In the process of implementing the invention, the prior art at least has the following problems: the first HiveServer/HiveServer2 method generally does not allow the query of the HiveTable data directly in this way for security; the second Presto method has insufficient compatibility between the data format and Hive SQL syntax, and has the problems of slow speed and instability when the table with large data volume is derived.
Disclosure of Invention
In view of the above, the present invention provides a method and an apparatus for data query, which can submit query SQL (structured query language) to obtain export data, and package a Jar package (JAVA archive, which is a software package file format and is generally used to aggregate a large number of JAVA class files, related metadata, and resource files into one file in order to develop JAVA platform application software or library) Hive-Client in order to facilitate call implementation and code reuse in JAVA projects. The Hive-Client is a module/Client formed by encapsulating the Hive query function and can be directly called by a user through an interface.
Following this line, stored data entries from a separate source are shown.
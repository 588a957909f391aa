use crate::cli::DownloadParams;
use crate::download::DownloadSummary;
use crate::error::SynsetError;
use crate::service::SynsetClient;
use crate::wnid::Wnid;

pub async fn run_download(
    params: DownloadParams,
) -> Result<Vec<(Wnid, DownloadSummary)>, SynsetError> {
    let DownloadParams {
        app_config,
        root,
        wnid,
        recursive,
        options,
    } = params;

    tracing::info!("Using root directory {}", root.display());
    let client = SynsetClient::new(&app_config, root)?;

    let summaries = if recursive {
        client.download_recursive(wnid.as_str(), options).await?
    } else {
        let summary = client.download(wnid.as_str(), options).await?;
        vec![(wnid, summary)]
    };

    let saved: usize = summaries.iter().map(|(_, summary)| summary.saved).sum();
    tracing::info!(
        "Saved {} new images across {} categories",
        saved,
        summaries.len()
    );
    Ok(summaries)
}
use crate::error::SynsetError;
use serde::{Deserialize, Serialize};
use std::fmt::{Display, Formatter};
use std::str::FromStr;

const PREFIX: char = 'n';
const DIGITS: usize = 8;

/// Taxonomy node identifier: `n` followed by eight decimal digits, e.g. `n01440764`.
///
/// Only the shape is checked. Whether the node exists is up to the service.
#[derive(Clone, Debug, Hash, Ord, PartialOrd, Eq, PartialEq, Serialize, Deserialize)]
#[serde(try_from = "String", into = "String")]
pub struct Wnid(String);

impl Wnid {
    pub fn parse(value: &str) -> Result<Self, SynsetError> {
        let invalid = || SynsetError::InvalidWnid {
            wnid: value.to_string(),
        };

        let digits = value.strip_prefix(PREFIX).ok_or_else(invalid)?;
        if digits.len() != DIGITS || !digits.bytes().all(|b| b.is_ascii_digit()) {
            return Err(invalid());
        }

        Ok(Self(value.to_string()))
    }

    pub fn as_str(&self) -> &str {
        &self.0
    }
}

impl FromStr for Wnid {
    type Err = SynsetError;

    fn from_str(s: &str) -> Result<Self, Self::Err> {
        Self::parse(s)
    }
}

impl TryFrom<String> for Wnid {
    type Error = SynsetError;

    fn try_from(value: String) -> Result<Self, Self::Error> {
        Self::parse(&value)
    }
}

impl From<Wnid> for String {
    fn from(value: Wnid) -> Self {
        value.0
    }
}

impl AsRef<str> for Wnid {
    fn as_ref(&self) -> &str {
        &self.0
    }
}

impl Display for Wnid {
    fn fmt(&self, f: &mut Formatter<'_>) -> std::fmt::Result {
        f.write_str(&self.0)
    }
}

#[cfg(test)]
mod tests {
    use super::*;

    #[test]
    fn test_parse_accepts_canonical_wnid() {
        let wnid = Wnid::parse("n01440764").unwrap();
        assert_eq!(wnid.as_str(), "n01440764");
        assert_eq!(wnid.to_string(), "n01440764");
    }

    #[test]
    fn test_parse_rejects_wrong_length() {
        assert!(Wnid::parse("n0144076").is_err());
        assert!(Wnid::parse("n014407640").is_err());
        assert!(Wnid::parse("n").is_err());
        assert!(Wnid::parse("").is_err());
    }

    #[test]
    fn test_parse_rejects_wrong_prefix() {
        assert!(Wnid::parse("x01440764").is_err());
        assert!(Wnid::parse("N01440764").is_err());
        assert!(Wnid::parse("001440764").is_err());
    }

    #[test]
    fn test_parse_rejects_non_digits() {
        assert!(Wnid::parse("n0144076a").is_err());
        assert!(Wnid::parse("n+1440764").is_err());
        assert!(Wnid::parse("n 1440764").is_err());
        assert!(Wnid::parse("n０1440764").is_err());
    }

    #[test]
    fn test_parse_error_names_the_input() {
        match Wnid::parse("bogus") {
            Err(SynsetError::InvalidWnid { wnid }) => assert_eq!(wnid, "bogus"),
            other => panic!("unexpected result: {other:?}"),
        }
    }

    #[test]
    fn test_from_str_and_deserialize() {
        let wnid: Wnid = "n02084071".parse().unwrap();
        assert_eq!(wnid, Wnid::parse("n02084071").unwrap());

        let wnid: Wnid = serde_json::from_str("\"n02084071\"").unwrap();
        assert_eq!(wnid.as_str(), "n02084071");
        assert!(serde_json::from_str::<Wnid>("\"n2084071\"").is_err());
    }
}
Meanwhile, in order to solve the problems of low speed and instability when a table with large data volume is exported, intelligent task splitting and automatic merging are carried out based on historical query tasks, and data query efficiency is improved.
To achieve the above object, according to an aspect of an embodiment of the present invention, there is provided a method for querying data, including:
receiving a query request, wherein the query request carries a query task;
selecting a historical query subtask according to the query task, and generating a historical task set;
determining a query task splitting strategy according to the historical task set, splitting the query task based on the strategy, and generating a plurality of query subtasks;
executing a plurality of query subtasks, and acquiring a first query result corresponding to each query subtask;
and merging the first query results to generate a second query result corresponding to the query request.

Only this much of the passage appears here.